If you are having trouble with access or permissions on regional forums please post here to get access: https://www.boards.ie/discussion/2058365403/you-do-not-have-permission-for-that#latest

Should I?

  • 12-11-2007 12:42am
    #1
    Registered Users, Registered Users 2 Posts: 166,026 ✭✭✭✭


    I recently found out that I have 2 half siblings from an affair my father had a while ago. My Father is since deceased and we all only found out recently. There is a court case going on about the inheritance and I was advised to stay away from them. They don't know me (I'm guessing) and I don't know them. But curiosity got the better of me and I looked the name up on myspace, and I think I found them.

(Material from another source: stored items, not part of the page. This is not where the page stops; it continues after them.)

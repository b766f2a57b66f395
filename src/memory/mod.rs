//! 记忆层：对话消息、回合状态机、上下文快照 / 摘要存储、Token 估算与持久化

pub mod context_store;
pub mod conversation;
pub mod persistence;
pub mod token_budget;
pub mod turn;
pub mod turn_store;

pub use context_store::{ContextMemoryExport, ContextMemoryStore, ContextSnapshot, Summary};
pub use conversation::{Message, Role};
pub use persistence::ContextPersistence;
pub use token_budget::TokenEstimator;
pub use turn::{ThinkingRound, ToolCallResult, Turn, TurnStatus};
pub use turn_store::{SessionExport, TurnMemoryStore};
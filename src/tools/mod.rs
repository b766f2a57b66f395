//! 工具箱：注册表、参数校验、控制工具、中间件与批次执行器

pub mod control;
pub mod echo;
pub mod executor;
pub mod middleware;
pub mod params;
pub mod registry;
pub mod schema;

pub use control::{AttemptCompletionTool, DelegateTaskTool, COMPLETION_TOOL, DELEGATE_TOOL};
pub use echo::EchoTool;
pub use executor::{ToolBatchOutcome, ToolExecutor};
pub use middleware::{Middleware, MiddlewareStack};
pub use params::{ParamSchema, ParamSpec, ParamType, ValidationError};
pub use registry::{Tool, ToolDefinition, ToolRegistration, ToolRegistry, ToolSource};
pub use schema::{tool_call_schema_json, ToolUseRequest};
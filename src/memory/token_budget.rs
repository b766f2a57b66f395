//! Token 估算
//!
//! 只要求同一会话内重复调用结果一致，不追求精确；估算永不失败。

use crate::memory::Message;

/// Token 估算器（简单的字符计数近似）
pub struct TokenEstimator;

impl TokenEstimator {
    /// 估算文本的 token 数量
    /// 英文约 4 字符/token，中文约 1.5 字符/token；空文本为 0
    pub fn estimate(text: &str) -> usize {
        if text.is_empty() {
            return 0;
        }
        let mut ascii_chars = 0usize;
        let mut non_ascii_chars = 0usize;

        for c in text.chars() {
            if c.is_ascii() {
                ascii_chars += 1;
            } else {
                non_ascii_chars += 1;
            }
        }

        let tokens = ascii_chars / 4 + (non_ascii_chars as f64 / 1.5).ceil() as usize;
        tokens.max(1)
    }

    pub fn estimate_message(message: &Message) -> usize {
        Self::estimate(&message.content)
    }

    pub fn estimate_messages(messages: &[Message]) -> usize {
        messages.iter().map(Self::estimate_message).sum()
    }
}

#[cfg(test)]
mod tests {
    use super::*;

    #[test]
    fn test_token_estimator_english() {
        let text = "Hello, world! This is a test.";
        let tokens = TokenEstimator::estimate(text);
        assert!(tokens > 0);
        assert!(tokens < text.len());
    }

    #[test]
    fn test_token_estimator_chinese() {
        let text = "你好世界，这是一个测试。";
        let tokens = TokenEstimator::estimate(text);
        assert_eq!(tokens, 8);
    }

    #[test]
    fn test_empty_is_zero() {
        assert_eq!(TokenEstimator::estimate(""), 0);
    }

    #[test]
    fn test_consistent_across_calls() {
        let msgs = vec![Message::user("a".repeat(40)), Message::assistant("b".repeat(80))];
        assert_eq!(TokenEstimator::estimate_messages(&msgs), 30);
        assert_eq!(
            TokenEstimator::estimate_messages(&msgs),
            TokenEstimator::estimate_messages(&msgs)
        );
    }
}
//! Cortex 演示入口
//!
//! 初始化日志、加载配置与技能，用 Mock LLM + 内存笔记工作区跑一个任务并打印过程事件与结果。
//! 用法：cortex [任务文本] [--config path]

use std::path::PathBuf;
use std::sync::Arc;
use std::time::Duration;

use anyhow::Context;
use cortex::config::{load_config, AppConfig};
use cortex::llm::MockLlmClient;
use cortex::react::ReactEvent;
use cortex::skills::SkillLoader;
use cortex::tools::{EchoTool, Middleware, MiddlewareStack};
use cortex::workspace::NoteWorkspace;
use cortex::{build_tool_registry, AgentSession, RunOutcome};
use tokio::sync::mpsc;

#[tokio::main]
async fn main() -> anyhow::Result<()> {
    cortex::observability::init();

    let mut args = std::env::args().skip(1);
    let mut config_path: Option<PathBuf> = None;
    let mut task_words = Vec::new();
    while let Some(arg) = args.next() {
        if arg == "--config" {
            config_path = args.next().map(PathBuf::from);
        } else {
            task_words.push(arg);
        }
    }
    let task = if task_words.is_empty() {
        "Research the difference between a mutex and a semaphore".to_string()
    } else {
        task_words.join(" ")
    };

    let cfg = load_config(config_path).unwrap_or_else(|e| {
        tracing::warn!("Config load failed ({}), using defaults", e);
        AppConfig::default()
    });

    let loader = match &cfg.skills.dir {
        Some(dir) => SkillLoader::new(dir),
        None => SkillLoader::from_default(),
    };
    let skills = loader.load_all().context("Failed to load skills")?;

    let middleware = MiddlewareStack::new()
        .with(Middleware::Retry {
            max_attempts: 2,
            backoff: Duration::from_millis(200),
        })
        .with(Middleware::Cache { max_entries: 64 });
    let registry = Arc::new(build_tool_registry(vec![Arc::new(EchoTool)], &middleware));

    let (event_tx, mut event_rx) = mpsc::unbounded_channel();
    let mut session = AgentSession::builder(cfg)
        .llm(Arc::new(MockLlmClient::new()))
        .workspace(Arc::new(NoteWorkspace::new()))
        .registry(registry)
        .skills(skills)
        .events(event_tx)
        .build()
        .context("Failed to build agent session")?;

    let printer = tokio::spawn(async move {
        while let Some(ev) = event_rx.recv().await {
            if let ReactEvent::TokenUsage { .. } = ev {
                continue;
            }
            match serde_json::to_string(&ev) {
                Ok(line) => println!("{}", line),
                Err(e) => tracing::warn!("failed to encode event: {}", e),
            }
        }
    });

    let outcome = session.run_task(&task).await;
    drop(session);
    let _ = printer.await;

    match outcome.context("Task failed")? {
        RunOutcome::Completed { result, turns } => {
            println!("Completed after {} turn(s): {}", turns, result)
        }
        RunOutcome::Delegated { target, turns } => println!(
            "Delegated to {} after {} turn(s): {}",
            target.agent, turns, target.task
        ),
        RunOutcome::Aborted { reason, turns } => {
            println!("Aborted after {} turn(s): {}", turns, reason)
        }
        RunOutcome::TurnLimit { turns } => println!("Stopped at the {} turn limit", turns),
    }
    Ok(())
}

I would like to contact them, would this be a bad idea?


Comments

  • Registered Users, Registered Users 2 Posts: 2,641 ✭✭✭kev_s88


    i'd almost say wait for a while until everything over the inheritance and your father's death passes over. things could be awkward otherwise


    but yeah after a while i too would get in contact with them.if you dont you risk having this eating you up inside.and whats the worst that can happen???
    i mean you went for this long without them in your life, whats the hassle if they dont want to know you?? it'll just be like before.

    hope this helps


  • Registered Users, Registered Users 2 Posts: 68,317 ✭✭✭✭seamus


    One of the main rules about court cases is that you never talk to or about the other people while the case is going on. Anything you say or do could be presented in court.

    Wait until the inheritance issue is cleared up, then maybe look into it.


  • Closed Accounts Posts: 13,429 ✭✭✭✭star-pants


    I agree with Kev there -- I think you should wait until all of this has settled, and everyone has time to adjust to the idea of there being more family etc. And getting over your fathers death.

    When things are more calm, then is the time to try and get to know them.

    good luck xx


  • Closed Accounts Posts: 3,251 ✭✭✭AngryBadger


    seamus wrote: »
    One of the main rules about court cases is that you never talk to or about the other people while the case is going on. Anything you say or do could be presented in court.

    Wait until the inheritance issue is cleared up, then maybe look into it.

    +1


  • Closed Accounts Posts: 5,122 ✭✭✭LadyJ


    Hi OP,

    I also have two half siblings, though I am the love child in this case! They're a good bit older than me and I have always known about them, however they only found out about me around 12 years ago. We met up back then, I was 10 and they were both in their mid 20s. For me it was an amazing experience but it was probably a lot harder for them.

    I still keep in regular contact with my brother but not so much my sister. I know your situation is far more complicated and so I would advise you to wait until things are cleared up before you try to build a relationship of any kind. However, I just wanted to say that meeting half siblings is a very worthwhile thing to do. It can be awkward as fcuk but if you don't meet them then you'll always wonder.

    Also, it's a nice thing to have a connection to a deceased parent. It's good to learn about the parts of their life they you knew so little about.


  • Advertisement
  • Registered Users, Registered Users 2 Posts: 166,026 ✭✭✭✭LegacyUser


    Well the death happenend some 6 years ago, we have adjusted a bit since. Nothing has happened with the court case, we don't know if their Mother is intending on keeping it up, as she took too long for her appeal. We haven't heard anything about it in a couple of years. I would feel a bit guilty about going about it behind my Mothers back, as she doesn't want anything to do with them, understandably. But I know my curiosity is natural and I was really tempted to send a private message last night.


  • Registered Users, Registered Users 2 Posts: 81,220 ✭✭✭✭biko


    Wait until court case is done and dusted. There won't be any suspicions about your contacting them then.